═════ Data for analysis

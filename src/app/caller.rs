//! Caller runner: forward our command line to the running owner

use std::path::Path;

use solo_core::prelude::*;
use solo_remote::{RemoteClient, RemoteOptions, Settings};
use solo_transport::Caller;

use super::output::print_answer;

/// What a caller did.
#[derive(Debug, Clone, Default, PartialEq, Eq)]
pub struct Forwarded {
    /// Connections used for commands.
    pub batches: usize,
    /// Query answers, in the order they were printed.
    pub answers: Vec<String>,
}

/// Send the commands and queries for `options` to the owner, reusing the
/// arbitration connection for the first of them.
pub async fn run_caller(
    caller: Caller,
    settings: &Settings,
    options: &RemoteOptions,
    cwd: &Path,
) -> Result<Forwarded> {
    let timeout = settings.transport_options().query_timeout;
    let mut client = RemoteClient::from_caller(caller, settings.remote.batch_policy, timeout);
    let mut forwarded = Forwarded::default();

    if !options.is_query_only() {
        let commands = options.commands(cwd)?;
        debug!("Forwarding {} command(s)", commands.len());
        forwarded.batches = client.send_commands(&commands).await?;
    }

    for query in options.queries() {
        let answer = client.query(query).await?;
        print_answer(&answer);
        forwarded.answers.push(answer);
    }

    client.close().await?;
    info!(
        "Forwarded {} batch(es), {} answer(s)",
        forwarded.batches,
        forwarded.answers.len()
    );
    Ok(forwarded)
}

══════════

**Task objective:** Go through the listing above and repeat all of it exactly.

**Your solution:**
filename src/app/caller.rs
//! Caller runner: forward our command line to the running owner

use std::path::Path;

use solo_core::prelude::*;
use solo_remote::{RemoteClient, RemoteOptions, Settings};
use solo_transport::Caller;

use super::output::print_answer;

/// What a caller did.
#[derive(Debug, Clone, Default, PartialEq, Eq)]
pub struct Forwarded {
    /// Connections used for commands.
    pub batches: usize,
    /// Query answers, in the order they were printed.
    pub answers: Vec<String>,
}

/// Send the commands and queries for `options` to the owner, reusing the
/// arbitration connection for the first of them.
pub async fn run_caller(
    caller: Caller,
    settings: &Settings,
    options: &RemoteOptions,
    cwd: &Path,
) -> Result<Forwarded> {
    let timeout = settings.transport_options().query_timeout;
    let mut client = RemoteClient::from_caller(caller, settings.remote.batch_policy, timeout);
    let mut forwarded = Forwarded::default();

    if !options.is_query_only() {
        let commands = options.commands(cwd)?;
        debug!("Forwarding {} command(s)", commands.len());
        forwarded.batches = client.send_commands(&commands).await?;
    }

    for query in options.queries() {
        let answer = client.query(query).await?;
        print_answer(&answer);
        forwarded.answers.push(answer);
    }

    client.close().await?;
    info!(
        "Forwarded {} batch(es), {} answer(s)",
        forwarded.batches,
        forwarded.answers.len()
    );
    Ok(forwarded)
}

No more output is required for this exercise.